Thursday, March 8, 2018

Santa Ana National Wildlife Refuge

Sunday morning finds us at Santa Ana National Wildlife Refuge.  In 2011 Mark and I volunteered at Santa Ana for 3 months.  We led bird walks 3 mornings a week, watered and weeded the butterfly garden, and planted many trees and shrubs.

 Entry Sign

There is a large visitor center with a well-stocked friends store.  After passing the visitor center and a bird feeding station it’s a short walk to the levee and into the largest part of the refuge.

If you've heard of the border wall, 
this is where it is proposed to be built.

Santa Ana NWR was established in 1943 for the protection of migratory birds.  It happens to be positioned along an east-west and north-south juncture of two major migratory routes for many species of birds.  It is also at the northern-most point for many species whose range extends south into Central and South America.  It is 2,088 acres.

The refuge boasts more than 14 miles of trails. 

There is lots of beautiful Spanish Moss in the trees:

Spanish Moss

When we were there in 2011 there had been a lot of flooding in the area and all the lakes were full to overflowing.  We were saddened to see the refuge now.  Most of the lakes have no water at all.

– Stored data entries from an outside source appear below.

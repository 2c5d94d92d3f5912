/// Convenience result type used across vitrine.
pub type VitrineResult<T> = Result<T, VitrineError>;

/// Top-level error taxonomy used by engine APIs.
#[derive(thiserror::Error, Debug)]
pub enum VitrineError {
    /// Invalid caller-provided data (configuration, metadata, canvas sizes).
    #[error("validation error: {0}")]
    Validation(String),

    /// A timeline that breaks a placement rule (cover not first, closing not last, ...).
    #[error("invariant violation: {0}")]
    InvariantViolation(String),

    /// Reorder index outside `[0, len)`.
    #[error("index out of range: from={from} to={to} len={len}")]
    OutOfRange {
        /// Requested source index.
        from: usize,
        /// Requested destination index.
        to: usize,
        /// Timeline length at the time of the request.
        len: usize,
    },

    /// A timeline entry whose source could not be resolved or decoded.
    #[error("asset decode error for entry '{entry}': {reason}")]
    AssetDecode {
        /// Id of the failing entry.
        entry: String,
        /// Underlying failure.
        reason: String,
    },

    /// Frame capture or encoding is not available on this host.
    #[error("capture unsupported: {0}")]
    CaptureUnsupported(String),

    /// The audio source could not be resolved or started.
    #[error("audio source unavailable: {0}")]
    AudioSourceUnavailable(String),

    /// Errors while evaluating or rendering a frame.
    #[error("evaluation error: {0}")]
    Evaluation(String),

    /// Errors when serializing or deserializing data structures.
    #[error("serialization error: {0}")]
    Serde(String),

    /// Wrapped lower-level error from dependencies or IO.
    #[error(transparent)]
    Other(#[from] anyhow::Error),
}

impl VitrineError {
    /// Build a [`VitrineError::Validation`] value.
    pub fn validation(msg: impl Into<String>) -> Self {
        Self::Validation(msg.into())
    }

    /// Build a [`VitrineError::InvariantViolation`] value.
    pub fn invariant(msg: impl Into<String>) -> Self {
        Self::InvariantViolation(msg.into())
    }

    /// Build a [`VitrineError::AssetDecode`] value.
    pub fn asset_decode(entry: impl Into<String>, reason: impl std::fmt::Display) -> Self {
        Self::AssetDecode {
            entry: entry.into(),
            reason: reason.to_string(),
        }
    }

    /// Build a [`VitrineError::CaptureUnsupported`] value.
    pub fn capture_unsupported(msg: impl Into<String>) -> Self {
        Self::CaptureUnsupported(msg.into())
    }

    /// Build a [`VitrineError::AudioSourceUnavailable`] value.
    pub fn audio_unavailable(msg: impl Into<String>) -> Self {
        Self::AudioSourceUnavailable(msg.into())
    }

    /// Build a [`VitrineError::Evaluation`] value.
    pub fn evaluation(msg: impl Into<String>) -> Self {
        Self::Evaluation(msg.into())
    }

    /// Build a [`VitrineError::Serde`] value.
    pub fn serde(msg: impl Into<String>) -> Self {
        Self::Serde(msg.into())
    }
}

#[cfg(test)]
#[path = "../../tests/unit/foundation/error.rs"]
mod tests;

From the amount of grass, this birding "hot spot" 
has not had water for quite some time.

There were very few water birds.

Northern Shovelers

We saw several Golden-fronted Woodpeckers in numerous dead trees:

We did see a few birds:

American Kestrel

Black-bellied Whistling-Duck

In North America, the Olive Sparrow is found only in South Texas. This is one of the specialty birds that makes the Rio Grande Valley so popular with visiting birders.

Olive Sparrow

One of my favorite is the Green Jay.  In 2011 there were lots of these loud, squawking pushy Jays.  This day we had to look for a very long time to finally find one.

Green Jay

The End
Birds seen:

Great-tailed Grackle
Golden-fronted Woodpecker
Clay-colored Thrush
Couch’s Kingbird
White-tipped Dove
Ladder-backed Woodpecker
Mourning Dove
Neotropic Cormorant
Northern Shoveler
American Coot
Blue-winged Teal
Black-necked Stilt
Harris’s Hawk
Cinnamon Teal
Pied-billed Grebe
Red-winged Blackbird
Northern Cardinal
Great Kiskadee
Least Grebe
Lincoln Sparrow
Olive Sparrow
House Wren
White-eyed Vireo
Eastern Phoebe
Great Blue Heron
Great Egret
Meadowlark sp.
American Kestrel
Black-bellied Whistling Duck
Northern Rough-winged Swallow
Blue-gray Gnatcatcher
Orange-crowned Warbler
Black-crested Titmouse
Tree Swallow
Yellow-rumped Warbler
Green Jay

Next time:  More on the Panama Journal


  1. There are many aspects of climate change on our humanity, but your observations about how it might impact places you have volunteered adds a new dimension to my thinking. Birds are impacted too.

  2. Sometimes it's hard to "go home again." The green jay is a beautiful bird.

  3. Was wonderful seeing you two yesterday. Funny how we can just pick up where we left off. Your blogs inspire us.